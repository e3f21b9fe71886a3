//! Header — app bar with page title, search input, and profile name.

use ratatui::crossterm::event::KeyEvent;
use ratatui::{
    layout::Rect,
    style::{Modifier, Style},
    text::{Line, Span},
    widgets::Paragraph,
    Frame,
};

use crate::action::{Action, ComponentId};
use crate::app_state::AppState;
use crate::component::Component;
use crate::theme::{C_ACCENT, C_MUTED, C_PRIMARY, C_SECONDARY};
use crate::widgets::search_input::{SearchAction, SearchInput};

pub struct Header {
    search: SearchInput,
}

impl Header {
    pub fn new() -> Self {
        Self {
            search: SearchInput::new("/", "search media"),
        }
    }

    pub fn open_search(&mut self) {
        self.search.activate();
    }

    pub fn close_search(&mut self) {
        self.search.clear();
        self.search.deactivate();
    }
}

impl Component for Header {
    fn id(&self) -> ComponentId {
        ComponentId::Header
    }

    fn handle_key(&mut self, key: KeyEvent, _state: &AppState) -> Vec<Action> {
        if !self.search.active {
            return Vec::new();
        }
        match self.search.handle_key(key) {
            // Search fires on submit, not per keystroke.
            SearchAction::Changed(_) | SearchAction::None => Vec::new(),
            SearchAction::Confirmed(query) => {
                if query.trim().is_empty() {
                    vec![Action::CloseSearch]
                } else {
                    vec![Action::SubmitSearch(query.trim().to_string())]
                }
            }
            SearchAction::Cancelled => vec![Action::CloseSearch],
        }
    }

    fn draw(&mut self, frame: &mut Frame, area: Rect, _focused: bool, state: &AppState) {
        // Row 0: app name, page title, profile. Row 1: search bar when open.
        let mut spans = vec![
            Span::styled(
                " mview ",
                Style::default().fg(C_ACCENT).add_modifier(Modifier::BOLD),
            ),
            Span::styled(state.page.title(), Style::default().fg(C_PRIMARY)),
        ];
        if let Some(title) = &state.listing_title {
            spans.push(Span::styled(
                format!(" — {}", title),
                Style::default().fg(C_SECONDARY),
            ));
        }
        if state.loading {
            spans.push(Span::styled(" …", Style::default().fg(C_MUTED)));
        }

        let profile = match state.profile_name() {
            Some(name) => format!("{} ", name),
            None => "anonymous ".to_string(),
        };
        let bar = Line::from(spans);
        frame.render_widget(Paragraph::new(bar), area);
        let right = Paragraph::new(Line::from(Span::styled(
            profile,
            Style::default().fg(C_SECONDARY),
        )))
        .right_aligned();
        frame.render_widget(
            right,
            Rect {
                height: 1.min(area.height),
                ..area
            },
        );

        if area.height > 1 && (self.search.active || state.search_query.is_some()) {
            let search_area = Rect {
                y: area.y + 1,
                height: 1,
                ..area
            };
            self.search.draw(frame, search_area);
        }
    }
}
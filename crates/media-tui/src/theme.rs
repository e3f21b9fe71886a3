//! Color palette and style constants for the media TUI.

use ratatui::style::{Color, Modifier, Style};

// ── Color palette ─────────────────────────────────────────────────────────────

pub const C_BG: Color = Color::Rgb(16, 18, 20);
pub const C_ACCENT: Color = Color::Rgb(16, 100, 112);
pub const C_PRIMARY: Color = Color::Rgb(210, 212, 220);
pub const C_SECONDARY: Color = Color::Rgb(118, 122, 140);
pub const C_MUTED: Color = Color::Rgb(74, 76, 90);
pub const C_ERROR: Color = Color::Rgb(255, 85, 85);
pub const C_SELECTION_BG: Color = Color::Rgb(26, 30, 40);
pub const C_PANEL_BORDER: Color = Color::Rgb(40, 42, 54);
pub const C_PANEL_BORDER_FOCUSED: Color = Color::Rgb(60, 150, 160);
pub const C_LABEL: Color = Color::Rgb(90, 150, 200);
pub const C_CHART: Color = Color::Rgb(16, 100, 112);
pub const C_SEARCH_BG: Color = Color::Rgb(20, 22, 32);
pub const C_SEARCH_FG: Color = Color::Rgb(255, 200, 80);
pub const C_STATUS_OK: Color = Color::Rgb(80, 200, 120);

// ── Predefined styles ─────────────────────────────────────────────────────────

pub fn style_default() -> Style {
    Style::default().fg(C_PRIMARY)
}

pub fn style_secondary() -> Style {
    Style::default().fg(C_SECONDARY)
}

pub fn style_muted() -> Style {
    Style::default().fg(C_MUTED)
}

pub fn style_selected() -> Style {
    Style::default().bg(C_SELECTION_BG).fg(C_PRIMARY)
}

pub fn style_selected_focused() -> Style {
    Style::default()
        .bg(C_SELECTION_BG)
        .fg(C_PRIMARY)
        .add_modifier(Modifier::BOLD)
}

pub fn style_focused_border() -> Style {
    Style::default().fg(C_PANEL_BORDER_FOCUSED)
}

pub fn style_unfocused_border() -> Style {
    Style::default().fg(C_PANEL_BORDER)
}

pub fn style_search() -> Style {
    Style::default().fg(C_SEARCH_FG).bg(C_SEARCH_BG)
}

pub fn style_error() -> Style {
    Style::default().fg(C_ERROR)
}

:: The problem ::
Show the lines of the material that contain the word "draw".

:: Answer for this exercise ::
    fn draw(&mut self, frame: &mut Frame, area: Rect, _focused: bool, state: &AppState) {
            self.search.draw(frame, search_area);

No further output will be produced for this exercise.